In the beginning of the book Zlata is a eleven-year-old girl living in Sarajevo. Her life is perfect and she comes from a high-class family. She is into piano lessons, friends, school, music, etc. Suddenly she looses all of that due to a horrifying experience of war. She would have never imagined her life turning out like that. She feels that the war is taking her childhood away, and she cannot live in peace. Sarajevo is being badly shelled and she witnesses how the world around her is being destroyed.

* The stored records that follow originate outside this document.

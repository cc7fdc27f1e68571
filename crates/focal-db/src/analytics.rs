//! Read-side aggregation queries feeding the analytics engine.

use async_trait::async_trait;
use chrono::{DateTime, Duration, NaiveDate, Utc};
use sqlx::{Pool, Postgres, Row};
use uuid::Uuid;

use focal_core::{
    ActivityWindow, AnalyticsRepository, CategoryCount, CategoryHistograms, Error, Result,
    SessionSample, TaskTotals,
};

/// PostgreSQL implementation of AnalyticsRepository.
///
/// Timestamps are bucketed by their UTC calendar date, matching the
/// date arithmetic in focal-core's analytics engine.
#[derive(Clone)]
pub struct PgAnalyticsRepository {
    pool: Pool<Postgres>,
}

impl PgAnalyticsRepository {
    pub fn new(pool: Pool<Postgres>) -> Self {
        Self { pool }
    }

    async fn count_scalar(&self, sql: &str, account_id: Uuid) -> Result<i64> {
        let row = sqlx::query(sql)
            .bind(account_id)
            .fetch_one(&self.pool)
            .await
            .map_err(Error::Database)?;
        Ok(row.get("count"))
    }

    async fn count_since(
        &self,
        sql: &str,
        account_id: Uuid,
        since: DateTime<Utc>,
    ) -> Result<i64> {
        let row = sqlx::query(sql)
            .bind(account_id)
            .bind(since)
            .fetch_one(&self.pool)
            .await
            .map_err(Error::Database)?;
        Ok(row.get("count"))
    }
}

#[async_trait]
impl AnalyticsRepository for PgAnalyticsRepository {
    async fn task_totals(&self, account_id: Uuid) -> Result<TaskTotals> {
        let row = sqlx::query(
            "SELECT COUNT(*) AS total, \
             COUNT(*) FILTER (WHERE status = 'completed') AS completed, \
             COUNT(*) FILTER (WHERE status = 'in_progress') AS in_progress \
             FROM tasks WHERE account_id = $1",
        )
        .bind(account_id)
        .fetch_one(&self.pool)
        .await
        .map_err(Error::Database)?;

        Ok(TaskTotals {
            total: row.get("total"),
            completed: row.get("completed"),
            in_progress: row.get("in_progress"),
        })
    }

    async fn active_note_count(&self, account_id: Uuid) -> Result<i64> {
        self.count_scalar(
            "SELECT COUNT(*) AS count FROM notes WHERE account_id = $1 AND is_archived = FALSE",
            account_id,
        )
        .await
    }

    async fn activity_window(
        &self,
        account_id: Uuid,
        end: NaiveDate,
        days: u32,
    ) -> Result<ActivityWindow> {
        if days == 0 {
            return Ok(ActivityWindow {
                end,
                days,
                task_completions: Vec::new(),
                note_creations: Vec::new(),
                sessions: Vec::new(),
            });
        }
        let start = end - Duration::days(i64::from(days) - 1);

        let completion_rows = sqlx::query(
            "SELECT (completed_at AT TIME ZONE 'UTC')::date AS day FROM tasks \
             WHERE account_id = $1 AND completed_at IS NOT NULL \
             AND (completed_at AT TIME ZONE 'UTC')::date BETWEEN $2 AND $3",
        )
        .bind(account_id)
        .bind(start)
        .bind(end)
        .fetch_all(&self.pool)
        .await
        .map_err(Error::Database)?;

        let creation_rows = sqlx::query(
            "SELECT (created_at AT TIME ZONE 'UTC')::date AS day FROM notes \
             WHERE account_id = $1 \
             AND (created_at AT TIME ZONE 'UTC')::date BETWEEN $2 AND $3",
        )
        .bind(account_id)
        .bind(start)
        .bind(end)
        .fetch_all(&self.pool)
        .await
        .map_err(Error::Database)?;

        let session_rows = sqlx::query(
            "SELECT (created_at AT TIME ZONE 'UTC')::date AS day, \
             COALESCE(actual_duration, 0) AS minutes, focus_score FROM focus_sessions \
             WHERE account_id = $1 AND status = 'completed' \
             AND (created_at AT TIME ZONE 'UTC')::date BETWEEN $2 AND $3",
        )
        .bind(account_id)
        .bind(start)
        .bind(end)
        .fetch_all(&self.pool)
        .await
        .map_err(Error::Database)?;

        Ok(ActivityWindow {
            end,
            days,
            task_completions: completion_rows
                .into_iter()
                .map(|row| row.get("day"))
                .collect(),
            note_creations: creation_rows.into_iter().map(|row| row.get("day")).collect(),
            sessions: session_rows
                .into_iter()
                .map(|row| SessionSample {
                    date: row.get("day"),
                    minutes: i64::from(row.get::<i32, _>("minutes")),
                    focus_score: row.get("focus_score"),
                })
                .collect(),
        })
    }

    async fn category_histograms(&self, account_id: Uuid) -> Result<CategoryHistograms> {
        let task_rows = sqlx::query(
            "SELECT COALESCE(category, 'Uncategorized') AS name, COUNT(*) AS count \
             FROM tasks WHERE account_id = $1 \
             GROUP BY COALESCE(category, 'Uncategorized') \
             ORDER BY count DESC, name ASC",
        )
        .bind(account_id)
        .fetch_all(&self.pool)
        .await
        .map_err(Error::Database)?;

        let note_rows = sqlx::query(
            "SELECT note_type AS name, COUNT(*) AS count \
             FROM notes WHERE account_id = $1 AND is_archived = FALSE \
             GROUP BY note_type \
             ORDER BY count DESC, name ASC",
        )
        .bind(account_id)
        .fetch_all(&self.pool)
        .await
        .map_err(Error::Database)?;

        let to_counts = |rows: Vec<sqlx::postgres::PgRow>| {
            rows.into_iter()
                .map(|row| CategoryCount {
                    name: row.get("name"),
                    count: row.get("count"),
                })
                .collect()
        };

        Ok(CategoryHistograms {
            tasks: to_counts(task_rows),
            notes: to_counts(note_rows),
        })
    }

    async fn notes_created_since(&self, account_id: Uuid, since: DateTime<Utc>) -> Result<i64> {
        self.count_since(
            "SELECT COUNT(*) AS count FROM notes WHERE account_id = $1 AND created_at >= $2",
            account_id,
            since,
        )
        .await
    }

    async fn tasks_completed_since(&self, account_id: Uuid, since: DateTime<Utc>) -> Result<i64> {
        self.count_since(
            "SELECT COUNT(*) AS count FROM tasks \
             WHERE account_id = $1 AND status = 'completed' AND completed_at >= $2",
            account_id,
            since,
        )
        .await
    }

    async fn tasks_touched_since(
        &self,
        account_id: Uuid,
        since: DateTime<Utc>,
    ) -> Result<(i64, i64)> {
        let row = sqlx::query(
            "SELECT COUNT(*) AS total, \
             COUNT(*) FILTER (WHERE status = 'completed') AS completed \
             FROM tasks WHERE account_id = $1 AND updated_at >= $2",
        )
        .bind(account_id)
        .bind(since)
        .fetch_one(&self.pool)
        .await
        .map_err(Error::Database)?;

        Ok((row.get("total"), row.get("completed")))
    }

    async fn notes_touched_since(&self, account_id: Uuid, since: DateTime<Utc>) -> Result<i64> {
        self.count_since(
            "SELECT COUNT(*) AS count FROM notes WHERE account_id = $1 AND updated_at >= $2",
            account_id,
            since,
        )
        .await
    }

    async fn session_samples_since(
        &self,
        account_id: Uuid,
        since: DateTime<Utc>,
    ) -> Result<Vec<SessionSample>> {
        let rows = sqlx::query(
            "SELECT (created_at AT TIME ZONE 'UTC')::date AS day, \
             COALESCE(actual_duration, 0) AS minutes, focus_score \
             FROM focus_sessions WHERE account_id = $1 AND created_at >= $2",
        )
        .bind(account_id)
        .bind(since)
        .fetch_all(&self.pool)
        .await
        .map_err(Error::Database)?;

        Ok(rows
            .into_iter()
            .map(|row| SessionSample {
                date: row.get("day"),
                minutes: i64::from(row.get::<i32, _>("minutes")),
                focus_score: row.get("focus_score"),
            })
            .collect())
    }
}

The most important idea in this book is how a war can take away the childhood of a person. Zlata couldnt have a normal life anymore and she had to spend days in the cellar, because it was dangerous to go outside. She was used to a good life, so this was a really drastic change for her. She suffers a lot through war, and her days become like torture. She says, Sometimes I say—this isnt life, its an imitation of life, (page 80). Her life really seems like an imitation, because you just wouldnt be able to call that life. She also comments about her childhood saying, My childhood, youth and life are slipping away while I wait. We stand as witnesses who didnt deserve to have to live through all this, (page 172). She says that its not fair for innocent people to suffer in that way, and that she isnt able to live because of the war.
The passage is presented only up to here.